The bodies were recovered hours after coast guard spokesman Cmdr. Armand Balilo said all 187 passengers and crew members on the M/B Kim Nirvana had been accounted for. The vessel flipped over in choppy waters on Thursday off Ormoc City.
Balilo said the new bodies were found after a floating crane pulled the 36-ton wooden vessel close to shore. The additional fatalities raised questions about the number of people believed on board, and Balilo said they will have to recheck the number of survivors and investigate if the crew allowed people not on the manifest to board the ferry.
The outrigger was leaving Ormoc port en route to one of the Camotes Islands, about 30 kilometers (19 miles) to the south, when it was lashed by strong waves and capsized, he said.
The captain and some of the crew are in custody pending an investigation, Balilo said.

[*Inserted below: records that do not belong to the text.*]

impl WindowRegistry {
    pub fn new(xr: Arc<SharedXrState>) -> Self {
        let (completions_tx, completions_rx) = unbounded();
        Self {
            windows: BTreeMap::new(),
            completions_tx,
            completions_rx,
            xr,
            next_window: 0,
            next_context: 0,
        }
    }

    /// Allocates the window's contexts and starts its task.
    pub fn open(
        &mut self,
        spec: WindowSpec,
        script: impl WindowScript,
        presentation: &mut dyn Presentation,
    ) -> Result<WindowId, WindowOpenError> {
        self.next_window += 1;
        let id = WindowId(self.next_window);

        let mut contexts: Vec<DrawingContext> = Vec::with_capacity(spec.contexts.len());
        for c in &spec.contexts {
            let targets = match presentation.create_render_targets(c.width, c.height) {
                Ok(t) => t,
                Err(e) => {
                    for made in &contexts {
                        presentation.destroy_render_targets(&made.targets);
                    }
                    return Err(e.into());
                }
            };
            self.next_context += 1;
            contexts.push(DrawingContext {
                id: ContextId(self.next_context),
                window: id,
                surface: c.surface,
                width: c.width,
                height: c.height,
                xr: c.xr,
                targets,
                consecutive_failures: 0,
            });
        }

        let info = WindowInfo {
            id,
            contexts: contexts.iter().map(DrawingContext::info).collect(),
        };
        let (commands, command_rx) = unbounded();
        let spawned = spawn_window_task(
            info,
            Box::new(script),
            Arc::clone(&self.xr),
            command_rx,
            self.completions_tx.clone(),
        );
        if let Err(e) = spawned {
            for c in &contexts {
                presentation.destroy_render_targets(&c.targets);
            }
            return Err(WindowOpenError::Spawn(e));
        }

        log::info!(
            "opened {id} (priority {}, {} context(s))",
            spec.priority,
            contexts.len()
        );
        self.windows.insert(
            id,
            WindowEntry {
                priority: spec.priority,
                phase: PhaseTracker::default(),
                contexts,
                commands,
                output: None,
                task_gone: false,
            },
        );
        Ok(id)
    }

    /// Stops the window's task and releases its contexts. An in-flight tick
    /// is abandoned; its completion is ignored.
    pub fn close(&mut self, id: WindowId, presentation: &mut dyn Presentation) -> bool {
        let Some(entry) = self.windows.remove(&id) else {
            return false;
        };
        let _ = entry.commands.send(WindowCommand::Shutdown);
        for c in &entry.contexts {
            presentation.destroy_render_targets(&c.targets);
        }
        log::info!("closed {id}");
        true
    }

    pub fn len(&self) -> usize {
        self.windows.len()
    }

    pub fn is_empty(&self) -> bool {
        self.windows.is_empty()
    }

    pub fn ids(&self) -> impl Iterator<Item = WindowId> + '_ {
        self.windows.keys().copied()
    }

    pub fn phase(&self, id: WindowId) -> Option<WindowPhase> {
        self.windows.get(&id).map(|e| e.phase.phase())
    }

    pub fn priority(&self, id: WindowId) -> Option<i32> {
        self.windows.get(&id).map(|e| e.priority)
    }

    pub fn set_priority(&mut self, id: WindowId, priority: i32) -> bool {
        match self.windows.get_mut(&id) {
            Some(e) => {
                e.priority = priority;
                true
            }
            None => false,
        }
    }

    /// Moves every `Null` window to `Rendering` and sends it the tick.
    pub fn dispatch_ready(&mut self, tick: u64, timestamp: f64, now: Instant) -> Vec<WindowId> {
        let mut dispatched = Vec::new();
        for (&id, entry) in self.windows.iter_mut() {
            if entry.task_gone || !entry.phase.dispatch(tick, now) {
                continue;
            }
            if entry.commands.send(WindowCommand::Tick { tick, timestamp }).is_err() {
                log::error!("{id} task is gone; it will no longer be dispatched");
                entry.phase.fail();
                entry.task_gone = true;
                continue;
            }
            dispatched.push(id);
        }
        log::trace!("tick {tick}: dispatched {} window(s)", dispatched.len());
        dispatched
    }

    /// Waits until every window in `dispatched` reported back or `deadline`
    /// passes. Completions from earlier ticks are settled too.
    pub fn wait_for(&mut self, dispatched: &[WindowId], deadline: Instant) -> WaitOutcome<WindowId> {
        let rx = self.completions_rx.clone();
        let pending: BTreeSet<WindowId> = dispatched.iter().copied().collect();
        wait_all_or_deadline(&rx, pending, deadline, |c| self.settle(c))
    }

    /// Settles whatever completions are already queued, without blocking.
    pub fn drain_completions(&mut self) -> usize {
        let rx = self.completions_rx.clone();
        let mut n = 0;
        for c in rx.try_iter() {
            self.settle(c);
            n += 1;
        }
        n
    }

    fn settle(&mut self, completion: TickCompletion) -> WindowId {
        let TickCompletion { window, tick, result } = completion;
        let Some(entry) = self.windows.get_mut(&window) else {
            log::debug!("ignoring tick {tick} result from closed {window}");
            return window;
        };

        match result {
            Ok(output) => {
                if entry.phase.complete() {
                    entry.output = Some(output);
                } else {
                    log::warn!(
                        "{window} reported tick {tick} while {:?}; ignored",
                        entry.phase.phase()
                    );
                }
            }
            Err(e) => {
                log::warn!("tick {tick}: {e}");
                entry.phase.fail();
            }
        }
        window
    }

    #[cfg(test)]
    pub(crate) fn queued_completions(&self) -> usize {
        self.completions_rx.len()
    }

    /// `Rendered` windows in composition order: descending priority, then id.
    pub fn composition_order(&self) -> Vec<WindowId> {
        let mut ids: Vec<(i32, WindowId)> = self
            .windows
            .iter()
            .filter(|(_, e)| e.phase.phase() == WindowPhase::Rendered)
            .map(|(&id, e)| (e.priority, id))
            .collect();
        ids.sort_by(|a, b| b.0.cmp(&a.0).then(a.1.cmp(&b.1)));
        ids.into_iter().map(|(_, id)| id).collect()
    }

    /// Takes a `Rendered` window's output and returns it to `Null`.
    pub(crate) fn take_rendered(&mut self, id: WindowId) -> Option<TickOutput> {
        let entry = self.windows.get_mut(&id)?;
        if !entry.phase.consume() {
            return None;
        }
        Some(entry.output.take().unwrap_or_default())
    }

    pub fn context(&self, id: ContextId) -> Option<&DrawingContext> {
        self.windows
            .values()
            .flat_map(|e| e.contexts.iter())
            .find(|c| c.id == id)
    }

    pub(crate) fn context_mut(&mut self, id: ContextId) -> Option<&mut DrawingContext> {
        self.windows
            .values_mut()
            .flat_map(|e| e.contexts.iter_mut())
            .find(|c| c.id == id)
    }

    pub fn contexts_of(&self, id: WindowId) -> &[DrawingContext] {
        self.windows
            .get(&id)
            .map(|e| e.contexts.as_slice())
            .unwrap_or(&[])
    }

    pub fn window_for_surface(&self, surface: SurfaceId) -> Option<WindowId> {
        self.windows
            .iter()
            .find(|(_, e)| e.contexts.iter().any(|c| c.surface == Some(surface)))
            .map(|(&id, _)| id)
    }

    /// Queues `event` for the window's script. Returns `false` if the window
    /// is closed or its task is gone.
    pub fn send_event(&self, id: WindowId, event: WindowEvent) -> bool {
        self.windows
            .get(&id)
            .is_some_and(|e| e.commands.send(WindowCommand::Event(event)).is_ok())
    }
}
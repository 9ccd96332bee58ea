//! Tethered HMD + controllers + trackers (room-scale runtime).

use glam::{Mat4, Vec3};

use crate::error::PoseAcquisitionError;
use crate::xr::{FIRST_TRACKER, GAMEPAD_AXES, LEFT_HAND, MAX_TRACKERS, RIGHT_HAND};

use super::sample::{ButtonSample, ControllerSample, EyeView, HeadPose, PoseSample};
use super::source::PoseSource;

/// Words in one raw controller state buffer.
pub const CONTROLLER_WORDS: usize = 21;

/// Raw pose buffers filled by the runtime. All matrices column-major.
#[derive(Debug, Clone)]
pub struct TetheredPoseBuffers {
    /// Head-to-world transform.
    pub hmd: [f32; 16],
    /// Eye-to-head transforms, left then right.
    pub eye_to_head: [[f32; 16]; 2],
    pub projection: [[f32; 16]; 2],
    /// Raw projection tangents `[left, right, top, bottom]` per eye.
    pub projection_raw: [[f32; 4]; 2],
    /// Controller-to-world transforms, left then right.
    pub controllers: [[f32; 16]; 2],
    /// Tracker-to-world transforms. A NaN first element marks a missing tracker.
    pub trackers: [[f32; 16]; MAX_TRACKERS],
}

impl Default for TetheredPoseBuffers {
    fn default() -> Self {
        let identity = Mat4::IDENTITY.to_cols_array();
        Self {
            hmd: identity,
            eye_to_head: [identity; 2],
            projection: [identity; 2],
            projection_raw: [[-1.0, 1.0, 1.0, -1.0]; 2],
            controllers: [identity; 2],
            trackers: [[f32::NAN; 16]; MAX_TRACKERS],
        }
    }
}

/// Raw controller state.
///
/// Layout: `[1..=5]` pressed flags for system, menu, grip, pad, trigger;
/// `[6..=10]` touched flags in the same order; `[11..=20]` axes.
#[derive(Debug, Clone, PartialEq)]
pub struct ControllerBuffer(pub [f32; CONTROLLER_WORDS]);

impl Default for ControllerBuffer {
    fn default() -> Self {
        Self([0.0; CONTROLLER_WORDS])
    }
}

/// Runtime queries for a tethered headset.
pub trait TetheredDevice: Send + 'static {
    /// Fills `out` with the latest poses. Returns `false` when none is available.
    fn try_get_pose(&mut self, out: &mut TetheredPoseBuffers) -> bool;

    /// Fills `out` for controller `index` (0 = left, 1 = right). Returns
    /// `false` when the controller is not connected.
    fn get_controller_state(&mut self, index: usize, out: &mut ControllerBuffer) -> bool;
}

/// Adapts a [`TetheredDevice`] to the canonical pose layout.
pub struct TetheredSource<D> {
    device: D,
    buffers: Box<TetheredPoseBuffers>,
    controller: ControllerBuffer,
}

impl<D: TetheredDevice> TetheredSource<D> {
    pub fn new(device: D) -> Self {
        Self {
            device,
            buffers: Box::default(),
            controller: ControllerBuffer::default(),
        }
    }
}

impl<D: TetheredDevice> PoseSource for TetheredSource<D> {
    fn name(&self) -> &'static str {
        "tethered"
    }

    fn acquire(&mut self) -> Result<PoseSample, PoseAcquisitionError> {
        if !self.device.try_get_pose(&mut self.buffers) {
            return Err(PoseAcquisitionError::NoPose);
        }

        let b = &*self.buffers;
        let hmd = Mat4::from_cols_array(&b.hmd);
        let (_, orientation, position) = hmd.to_scale_rotation_translation();

        let mut sample = PoseSample {
            head: HeadPose {
                position: position.to_array(),
                orientation: orientation.to_array(),
            },
            left: eye_view(&hmd, &b.eye_to_head[0], &b.projection[0], &b.projection_raw[0]),
            right: eye_view(&hmd, &b.eye_to_head[1], &b.projection[1], &b.projection_raw[1]),
            ..PoseSample::default()
        };

        for (slot, hand) in [(LEFT_HAND, 0usize), (RIGHT_HAND, 1usize)] {
            self.controller = ControllerBuffer::default();
            if self.device.get_controller_state(hand, &mut self.controller) {
                sample.gamepads[slot] =
                    map_controller(&self.buffers.controllers[hand], &self.controller);
            }
        }

        for (i, raw) in self.buffers.trackers.iter().enumerate() {
            if raw[0].is_nan() {
                continue;
            }
            let (_, rot, pos) = Mat4::from_cols_array(raw).to_scale_rotation_translation();
            sample.gamepads[FIRST_TRACKER + i] = ControllerSample {
                connected: true,
                position: pos.to_array(),
                orientation: rot.to_array(),
                ..ControllerSample::default()
            };
        }

        Ok(sample)
    }
}

fn eye_view(hmd: &Mat4, eye_to_head: &[f32; 16], projection: &[f32; 16], raw: &[f32; 4]) -> EyeView {
    let eye = Mat4::from_cols_array(eye_to_head);
    let offset: Vec3 = eye.w_axis.truncate();
    EyeView {
        view: (*hmd * eye).inverse().to_cols_array(),
        projection: *projection,
        fov: raw.map(|t| t.atan().to_degrees()),
        offset: offset.to_array(),
    }
}

// Canonical buttons: 0 pad, 1 trigger, 2 grip, 3 menu, 4 system.
const PRESSED_WORDS: [usize; 5] = [4, 5, 3, 2, 1];
const TOUCHED_WORDS: [usize; 5] = [9, 10, 8, 7, 6];
const AXES_START: usize = 11;
const TRIGGER_AXIS: usize = 2;

fn map_controller(pose: &[f32; 16], raw: &ControllerBuffer) -> ControllerSample {
    let (_, rot, pos) = Mat4::from_cols_array(pose).to_scale_rotation_translation();
    let mut c = ControllerSample {
        connected: true,
        position: pos.to_array(),
        orientation: rot.to_array(),
        ..ControllerSample::default()
    };

    for (i, (&p, &t)) in PRESSED_WORDS.iter().zip(TOUCHED_WORDS.iter()).enumerate() {
        let pressed = raw.0[p] != 0.0;
        c.buttons[i] = ButtonSample {
            pressed,
            touched: raw.0[t] != 0.0,
            value: if pressed { 1.0 } else { 0.0 },
        };
    }

    c.axes.copy_from_slice(&raw.0[AXES_START..AXES_START + GAMEPAD_AXES]);
    c.buttons[1].value = c.axes[TRIGGER_AXIS].clamp(0.0, 1.0);
    c
}
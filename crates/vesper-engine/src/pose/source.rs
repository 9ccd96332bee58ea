use crate::error::PoseAcquisitionError;

use super::sample::PoseSample;

/// One device family's pose query, normalized to [`PoseSample`].
///
/// Implementations run on the pose worker thread. `acquire` should return
/// promptly; the provider stops waiting at its budget regardless.
pub trait PoseSource: Send + 'static {
    /// Short family name used in diagnostics.
    fn name(&self) -> &'static str;

    fn acquire(&mut self) -> Result<PoseSample, PoseAcquisitionError>;
}
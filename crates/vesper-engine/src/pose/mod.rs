//! Pose acquisition.
//!
//! Each device family implements [`PoseSource`] and produces a complete
//! [`PoseSample`] in the canonical layout. [`PoseProvider`] runs the active
//! source off the scheduler thread and bounds how long a tick waits for it.

mod oculus;
mod provider;
mod sample;
mod software;
mod source;
mod standalone;
mod tethered;

pub use oculus::{InputBuffer, OculusDevice, OculusPoseBuffers, OculusSource, INPUT_WORDS};
pub use provider::{PoseOutcome, PoseProvider};
pub use sample::{ButtonSample, ControllerSample, EyeView, HeadPose, PoseSample};
pub use software::{SoftwareHandle, SoftwarePose, SoftwareSource};
pub use source::PoseSource;
pub use standalone::{HandBuffer, StandaloneDevice, StandalonePoseBuffers, StandaloneSource, HAND_WORDS};
pub use tethered::{
    ControllerBuffer, TetheredDevice, TetheredPoseBuffers, TetheredSource, CONTROLLER_WORDS,
};
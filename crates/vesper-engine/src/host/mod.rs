//! Native host: winit event loop, one native window per engine window, and
//! the frame scheduler driven from `about_to_wait`.

mod runtime;

pub use runtime::{Host, HostApp, HostCtx, WindowOptions};
//! Error classes of the frame pipeline.
//!
//! Everything except `SchedulerFatalError` is contained at its boundary
//! (pose provider, window task, surface) and only logged by the scheduler.

use std::time::Duration;

use thiserror::Error;

use crate::present::{FramebufferId, SurfaceId};
use crate::window::{ContextId, WindowId};

/// Device query failed or missed its budget. The previous pose is reused.
#[derive(Debug, Clone, PartialEq, Error)]
pub enum PoseAcquisitionError {
    #[error("pose acquisition exceeded its {0:?} budget")]
    Timeout(Duration),

    #[error("device reported no pose this frame")]
    NoPose,

    #[error("pose source `{0}` panicked")]
    Panicked(&'static str),

    #[error("pose worker is no longer running")]
    WorkerGone,
}

/// A window tick failed. The window stays eligible for the next tick.
#[derive(Debug, Clone, PartialEq, Error)]
pub enum WindowRenderError {
    #[error("{window} failed to finish its frame: {message}")]
    Script { window: WindowId, message: String },

    #[error("{window} panicked during its tick: {message}")]
    Panicked { window: WindowId, message: String },

    #[error("{window} task is no longer running")]
    TaskGone { window: WindowId },
}

/// A blit, layer composition, swap or device submission failed.
#[derive(Debug, Clone, PartialEq, Error)]
pub enum CompositionError {
    #[error("failed to allocate {width}x{height} render targets: {reason}")]
    TargetAllocation { width: u32, height: u32, reason: String },

    #[error("unknown framebuffer {0:?}")]
    UnknownFramebuffer(FramebufferId),

    #[error("unknown surface {0:?}")]
    UnknownSurface(SurfaceId),

    #[error("surface {surface:?} unavailable: {reason}")]
    Surface { surface: SurfaceId, reason: String },

    #[error("layer source {0} has no render targets")]
    MissingLayerSource(ContextId),

    #[error("device submission failed: {0}")]
    Submit(String),
}

/// A window could not be opened. The scheduler keeps running.
#[derive(Debug, Error)]
pub enum WindowOpenError {
    #[error(transparent)]
    Targets(#[from] CompositionError),

    #[error("failed to spawn window thread")]
    Spawn(#[source] std::io::Error),
}

/// The scheduler cannot start or continue.
#[derive(Debug, Error)]
pub enum SchedulerFatalError {
    #[error("invalid XR render size {width}x{height}")]
    InvalidRenderSize { width: u32, height: u32 },

    #[error("failed to spawn {what} thread")]
    Spawn {
        what: &'static str,
        #[source]
        source: std::io::Error,
    },
}

/// Renders a panic payload as text.
pub(crate) fn panic_message(payload: &(dyn std::any::Any + Send)) -> String {
    if let Some(s) = payload.downcast_ref::<&str>() {
        (*s).to_string()
    } else if let Some(s) = payload.downcast_ref::<String>() {
        s.clone()
    } else {
        "non-string panic payload".to_string()
    }
}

“Among the things we will look into is if there was a faulty maneuver, the stability of the vessel, and of course the weather,” he added.
Regional coast guard commander Capt. Pedro Tinampay told DZBB radio in Manila that the movement of cargo inside the ferry may have contributed to the accident. The ferry was carrying heavy construction materials and bags of rice.
Distraught relatives waited at the Ormoc city port on Friday for news of the missing, after a sleepless nighttime vigil, while others checked hospitals and morgues for their loved ones.
At the port, 10-year-old Gilbert de la Cruz kept his eyes fixed on the partially submerged wooden hull where his mother, eight-year-old sister and one-year-old brother were believed trapped.
“I’m very sad because I don’t know if they are still alive,” said the boy, who survived the accident by clinging to empty water drums that kept him afloat until the coast guard rescued him.
“I am never riding a boat again,” he told AFP, as he was comforted by his aunt whose eyes were swollen from crying.
The authorities have said they are puzzled as to how the accident happened in relatively calm waters, but discounted speculation that the ferry was overloaded.
Survivors have recounted how the 33-tonne vessel was backing out of the port when it suddenly overturned, giving them no chance to put on life jackets.
Coast guard and navy rubber dinghies circled the hull Friday, but no survivors have been found since Thursday afternoon. Local officials have said that 125 people have been rescued, leaving 26 unaccounted for.
Poorly maintained, loosely regulated ferries are the backbone of maritime travel in the sprawling archipelago of 100 million people.
The boats have had frequent accidents in recent years, claiming hundreds of lives, including the world’s worst peacetime maritime disaster in 1987 when the Dona Paz ferry collided with an oil tanker, leaving more than 4,300 dead.
Many of the ferry disasters occur during the typhoon season between June and October, when strong winds also unleash deadly floods and landslides.
Ormoc, a regional economic and transportation hub of about 200,000 people, is located in a disaster-prone eastern region that is regularly hit by some of the approximately 20 tropical storms and typhoons that blow in from the Pacific each year.